— Problem statement —
Return, word for word, the lines of the listing below from the one with "in the catalog" through the one with "pub struct MetricAggregationEngine", and no other lines.

— Provided records —
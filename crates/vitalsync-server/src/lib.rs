//! HTTP surface for the metric aggregation engine.
//!
//! Read-only JSON endpoints over snapshots, series and summaries. Source
//! failures never turn into HTTP errors: they show up as missing metrics or
//! empty series. Only malformed requests are rejected.

use std::sync::Arc;

use axum::{
    Router,
    extract::{Path, Query, State},
    http::StatusCode,
    response::Json,
    routing::get,
};
use chrono::{NaiveDate, Utc};
use log::debug;
use serde::{Deserialize, Serialize};

use vitalsync_core::{
    CategoryGroup, DateRange, GuardStats, MetricAggregationEngine, MetricCategory,
    MetricDefinition, MetricSeries, Snapshot, SnapshotBuilder, SnapshotEntry,
};

/// Longest window a single series request may span.
pub const MAX_SERIES_DAYS: u32 = 366;
const DEFAULT_SERIES_DAYS: u32 = 7;
const DEFAULT_TOP: usize = 10;

/// Shared server state.
struct AppState {
    engine: Arc<MetricAggregationEngine>,
}

#[derive(Serialize)]
struct ErrorResponse {
    error: String,
}

type ApiError = (StatusCode, Json<ErrorResponse>);

fn bad_request(msg: impl Into<String>) -> ApiError {
    (
        StatusCode::BAD_REQUEST,
        Json(ErrorResponse { error: msg.into() }),
    )
}

fn today() -> NaiveDate {
    Utc::now().date_naive()
}

#[derive(Deserialize)]
struct CategoryParams {
    category: Option<String>,
}

#[derive(Deserialize)]
struct DateParams {
    date: Option<NaiveDate>,
}

#[derive(Deserialize)]
struct SeriesParams {
    start: Option<NaiveDate>,
    end: Option<NaiveDate>,
    days: Option<u32>,
}

#[derive(Deserialize)]
struct SummaryParams {
    date: Option<NaiveDate>,
    top: Option<usize>,
}

#[derive(Serialize)]
struct HealthResponse {
    status: &'static str,
    metrics: usize,
    cloud_fallback: bool,
    native: GuardStats,
}

#[derive(Serialize)]
struct MetricsResponse {
    metrics: Vec<MetricDefinition>,
    total: usize,
}

#[derive(Serialize)]
struct SummaryResponse {
    date: NaiveDate,
    resolved: usize,
    missing: Vec<&'static str>,
    top: Vec<SnapshotEntry>,
    categories: Vec<CategoryGroup<SnapshotEntry>>,
}

/// Resolve the requested window: explicit `start..=end`, or the last
/// `days` days ending at `end` (default today).
fn series_range(params: &SeriesParams) -> Result<DateRange, ApiError> {
    let end = params.end.unwrap_or_else(today);
    let range = match (params.start, params.days) {
        (Some(_), Some(_)) => return Err(bad_request("use either start or days, not both")),
        (Some(start), None) => DateRange::new(start, end),
        (None, days) => DateRange::last_days(end, days.unwrap_or(DEFAULT_SERIES_DAYS)),
    }
    .map_err(|e| bad_request(e.to_string()))?;

    if range.days() > MAX_SERIES_DAYS {
        return Err(bad_request(format!(
            "window of {} days exceeds the {MAX_SERIES_DAYS}-day limit",
            range.days()
        )));
    }
    Ok(range)
}

async fn handle_snapshot(
    State(state): State<Arc<AppState>>,
    Query(params): Query<DateParams>,
) -> Json<Snapshot> {
    let date = params.date.unwrap_or_else(today);
    Json(state.engine.snapshot(date).await)
}

async fn handle_series(
    State(state): State<Arc<AppState>>,
    Path(metric): Path<String>,
    Query(params): Query<SeriesParams>,
) -> Result<Json<MetricSeries>, ApiError> {
    let range = series_range(&params)?;
    debug!("series {metric} over {range}");
    Ok(Json(state.engine.series(&metric, range).await))
}

async fn handle_summary(
    State(state): State<Arc<AppState>>,
    Query(params): Query<SummaryParams>,
) -> Json<SummaryResponse> {
    let date = params.date.unwrap_or_else(today);
    let top = params.top.unwrap_or(DEFAULT_TOP);
    let snapshot = state.engine.snapshot(date).await;
    let builder = SnapshotBuilder::new(state.engine.catalog(), &snapshot);

    Json(SummaryResponse {
        date,
        resolved: snapshot.len(),
        missing: builder.missing().iter().map(|d| d.id).collect(),
        top: builder.top_n(top),
        categories: builder.by_category(),
    })
}

async fn handle_metrics(
    State(state): State<Arc<AppState>>,
    Query(params): Query<CategoryParams>,
) -> Result<Json<MetricsResponse>, ApiError> {
    let catalog = state.engine.catalog();
    let metrics: Vec<MetricDefinition> = match params.category.as_deref() {
        None => catalog.all().to_vec(),
        Some(label) => {
            let category = MetricCategory::parse(label)
                .ok_or_else(|| bad_request(format!("unknown category: {label}")))?;
            catalog.by_category(category).into_iter().cloned().collect()
        }
    };
    let total = metrics.len();
    Ok(Json(MetricsResponse { metrics, total }))
}

async fn handle_health(State(state): State<Arc<AppState>>) -> Json<HealthResponse> {
    let engine = &state.engine;
    let native = engine.guard_stats();
    let status = if native.reads > 0 && native.timeouts + native.failures == native.reads {
        "degraded"
    } else {
        "healthy"
    };
    Json(HealthResponse {
        status,
        metrics: engine.catalog().len(),
        cloud_fallback: engine.has_cloud(),
        native,
    })
}

async fn handle_index(State(state): State<Arc<AppState>>) -> Json<serde_json::Value> {
    let catalog = state.engine.catalog();
    let categories: Vec<String> = MetricCategory::ALL.iter().map(|c| c.to_string()).collect();

    Json(serde_json::json!({
        "name": "vitalsync",
        "version": vitalsync_core::VERSION,
        "metrics": catalog.len(),
        "cloud_fallback": state.engine.has_cloud(),
        "endpoints": {
            "/": "This API index",
            "/health": "Native read counters and cloud availability",
            "/metrics": {
                "method": "GET",
                "description": "Metric catalog",
                "params": { "category": format!("Filter by category: {}", categories.join(", ")) }
            },
            "/api/v1/snapshot": {
                "method": "GET",
                "description": "Every metric with data for one day",
                "params": { "date": "YYYY-MM-DD (default: today)" }
            },
            "/api/v1/series/{metric}": {
                "method": "GET",
                "description": "Readings and stats for one metric",
                "params": {
                    "start": "YYYY-MM-DD, with end",
                    "end": "YYYY-MM-DD (default: today)",
                    "days": format!("Window length ending at end (default: {DEFAULT_SERIES_DAYS}, max: {MAX_SERIES_DAYS})"),
                }
            },
            "/api/v1/summary": {
                "method": "GET",
                "description": "Snapshot grouped by category",
                "params": {
                    "date": "YYYY-MM-DD (default: today)",
                    "top": format!("Number of headline metrics (default: {DEFAULT_TOP})"),
                }
            },
        },
        "examples": {
            "snapshot": "/api/v1/snapshot",
            "series": "/api/v1/series/steps?days=30",
            "summary": "/api/v1/summary?top=5",
        }
    }))
}

/// Build the axum router.
pub fn build_router(engine: Arc<MetricAggregationEngine>) -> Router {
    let state = Arc::new(AppState { engine });

    Router::new()
        .route("/", get(handle_index))
        .route("/health", get(handle_health))
        .route("/metrics", get(handle_metrics))
        .route("/api/v1/snapshot", get(handle_snapshot))
        .route("/api/v1/series/{metric}", get(handle_series))
        .route("/api/v1/summary", get(handle_summary))
        .with_state(state)
}

/// Run the HTTP server until the listener fails.
pub async fn run_server(
    engine: Arc<MetricAggregationEngine>,
    host: &str,
    port: u16,
) -> std::io::Result<()> {
    let app = build_router(engine);
    let addr = format!("{host}:{port}");
    let listener = tokio::net::TcpListener::bind(&addr).await?;
    log::info!("listening on {}", listener.local_addr()?);
    axum::serve(listener, app).await
}
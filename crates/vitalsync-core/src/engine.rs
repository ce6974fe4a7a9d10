//! Metric aggregation engine.
//!
//! Per metric and per window the engine:
//! 1. Looks up source eligibility in the catalog
//! 2. Reads the native store first, through the timeout guard
//! 3. Falls back to the cloud exactly once, only for cloud-eligible metrics,
//!    and only when native produced nothing
//! 4. Lets the first non-empty source win outright (no blending)
//! 5. Recomputes stats from the points it kept
//!
//! Source failures are absorbed here and surface as missing data.

use std::sync::Arc;

use chrono::NaiveDate;
use futures::stream::{self, StreamExt};
use log::{debug, info, warn};

use crate::catalog::{MetricCatalog, MetricDefinition};
use crate::config::{EngineConfig, TrendPolicy};
use crate::guard::{GuardStats, GuardedRead, TimeoutGuardedReader};
use crate::model::{MetricSeries, Snapshot};
use crate::range::DateRange;
use crate::source::{CloudHistorySource, DataPoint, NativeHealthSource, SourceKind};
use crate::stats::MetricStats;

/// Orchestrates native-first reads with bounded waits and cloud fallback.
pub struct MetricAggregationEngine {
    catalog: Arc<MetricCatalog>,
    native: TimeoutGuardedReader,
    cloud: Option<Arc<dyn CloudHistorySource>>,
    config: EngineConfig,
}

impl MetricAggregationEngine {
    /// Engine without a cloud source: fallback is never attempted.
    pub fn new(
        catalog: Arc<MetricCatalog>,
        native: Arc<dyn NativeHealthSource>,
        config: EngineConfig,
    ) -> Self {
        let native = TimeoutGuardedReader::new(native, config.native_timeout())
            .with_max_in_flight(config.max_concurrent_reads);
        Self {
            catalog,
            native,
            cloud: None,
            config,
        }
    }

    /// Attach the cloud history source used for fallback.
    pub fn with_cloud(mut self, cloud: Arc<dyn CloudHistorySource>) -> Self {
        self.cloud = Some(cloud);
        self
    }

    pub fn catalog(&self) -> &MetricCatalog {
        &self.catalog
    }

    pub fn config(&self) -> &EngineConfig {
        &self.config
    }

    pub fn has_cloud(&self) -> bool {
        self.cloud.is_some()
    }

    /// Native read counters (timeouts, failures, late discards).
    pub fn guard_stats(&self) -> GuardStats {
        self.native.stats()
    }

    /// Today's-style value for every catalog metric on `date`.
    ///
    /// Metrics no source could answer are omitted, never zeroed.
    pub async fn snapshot(&self, date: NaiveDate) -> Snapshot {
        let reads: Vec<_> = self
            .catalog
            .all()
            .iter()
            .map(|def| async move { (def.id, self.resolve_scalar(def, date).await) })
            .collect();
        let resolved: Vec<_> = stream::iter(reads)
            .buffer_unordered(self.config.max_concurrent_reads.max(1))
            .collect()
            .await;

        let mut snapshot = Snapshot::empty(date);
        let mut from_cloud = 0usize;
        for (id, hit) in resolved {
            if let Some((value, source)) = hit {
                if source == SourceKind::Cloud {
                    from_cloud += 1;
                }
                snapshot.insert(id, value, source);
            }
        }
        info!(
            "snapshot {date}: {}/{} metrics resolved ({from_cloud} via cloud)",
            snapshot.len(),
            self.catalog.len()
        );
        snapshot
    }

    /// Readings and stats for one metric over `range`.
    ///
    /// Unknown metrics and metrics with no data yield an empty series.
    pub async fn series(&self, metric_id: &str, range: DateRange) -> MetricSeries {
        let Some(def) = self.catalog.definition_of(metric_id) else {
            debug!("{metric_id}: not in catalog, returning empty series");
            return MetricSeries::empty(metric_id, range);
        };

        let Some((points, source)) = self.resolve_points(def, range).await else {
            debug!("{metric_id}: no data for {range}");
            return MetricSeries::empty(metric_id, range);
        };

        let baseline = match self.config.trend {
            TrendPolicy::Off => None,
            TrendPolicy::PrecedingWindow => {
                let prev = self.read_from(source, def, range.preceding()).await;
                (!prev.is_empty()).then(|| MetricStats::from_points(&prev).total)
            }
        };
        let stats = MetricStats::from_points(&points).with_trend(baseline);

        MetricSeries {
            metric_id: def.id.to_string(),
            range,
            points,
            stats,
            source: Some(source),
        }
    }

    /// [`series`](Self::series) for several metrics with bounded fan-out.
    /// Results are returned in request order.
    pub async fn series_many(&self, metric_ids: &[&str], range: DateRange) -> Vec<MetricSeries> {
        stream::iter(metric_ids.iter().copied())
            .map(|id| self.series(id, range))
            .buffered(self.config.max_concurrent_reads.max(1))
            .collect()
            .await
    }

    async fn resolve_scalar(
        &self,
        def: &MetricDefinition,
        date: NaiveDate,
    ) -> Option<(f64, SourceKind)> {
        if def.native_scalar {
            if let GuardedRead::Ready(value) = self.native.read(def.id, date).await {
                return Some((value, SourceKind::Native));
            }
        }
        if !def.cloud_fallback {
            return None;
        }
        let points = self.cloud_points(def, DateRange::single(date)).await;
        def.aggregation
            .reduce(&points)
            .filter(|v| v.is_finite())
            .map(|v| (v, SourceKind::Cloud))
    }

    async fn resolve_points(
        &self,
        def: &MetricDefinition,
        range: DateRange,
    ) -> Option<(Vec<DataPoint>, SourceKind)> {
        if def.native_range {
            let points = self.native_points(def, range).await;
            if !points.is_empty() {
                return Some((points, SourceKind::Native));
            }
        }
        if def.cloud_fallback {
            let points = self.cloud_points(def, range).await;
            if !points.is_empty() {
                return Some((points, SourceKind::Cloud));
            }
        }
        None
    }

    /// Baseline reads stay on the source that served the current window.
    async fn read_from(
        &self,
        source: SourceKind,
        def: &MetricDefinition,
        range: DateRange,
    ) -> Vec<DataPoint> {
        match source {
            SourceKind::Native => self.native_points(def, range).await,
            SourceKind::Cloud => self.cloud_points(def, range).await,
        }
    }

    async fn native_points(&self, def: &MetricDefinition, range: DateRange) -> Vec<DataPoint> {
        match self.native.read_range(def.id, range).await {
            GuardedRead::Ready(points) => clean_points(points, range),
            GuardedRead::Unavailable(_) => Vec::new(),
        }
    }

    async fn cloud_points(&self, def: &MetricDefinition, range: DateRange) -> Vec<DataPoint> {
        if !def.cloud_fallback {
            return Vec::new();
        }
        let Some(cloud) = &self.cloud else {
            return Vec::new();
        };
        let fetch = cloud.fetch_series(def.id, range);
        match tokio::time::timeout(self.config.cloud_timeout(), fetch).await {
            Ok(Ok(points)) => clean_points(points, range),
            Ok(Err(e)) => {
                warn!("{}: cloud fallback failed for {range}: {e}", def.id);
                Vec::new()
            }
            Err(_) => {
                warn!(
                    "{}: cloud fallback exceeded {}ms",
                    def.id, self.config.cloud_timeout_ms
                );
                Vec::new()
            }
        }
    }
}

/// Keep finite in-range readings, oldest first.
fn clean_points(mut points: Vec<DataPoint>, range: DateRange) -> Vec<DataPoint> {
    points.retain(|p| p.value.is_finite() && range.contains(&p.timestamp));
    points.sort_by_key(|p| p.timestamp);
    points
}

— Task answer —
//! 1. Looks up source eligibility in the catalog
//! 2. Reads the native store first, through the timeout guard
//! 3. Falls back to the cloud exactly once, only for cloud-eligible metrics,
//!    and only when native produced nothing
//! 4. Lets the first non-empty source win outright (no blending)
//! 5. Recomputes stats from the points it kept
//!
//! Source failures are absorbed here and surface as missing data.

use std::sync::Arc;

use chrono::NaiveDate;
use futures::stream::{self, StreamExt};
use log::{debug, info, warn};

use crate::catalog::{MetricCatalog, MetricDefinition};
use crate::config::{EngineConfig, TrendPolicy};
use crate::guard::{GuardStats, GuardedRead, TimeoutGuardedReader};
use crate::model::{MetricSeries, Snapshot};
use crate::range::DateRange;
use crate::source::{CloudHistorySource, DataPoint, NativeHealthSource, SourceKind};
use crate::stats::MetricStats;

/// Orchestrates native-first reads with bounded waits and cloud fallback.
pub struct MetricAggregationEngine {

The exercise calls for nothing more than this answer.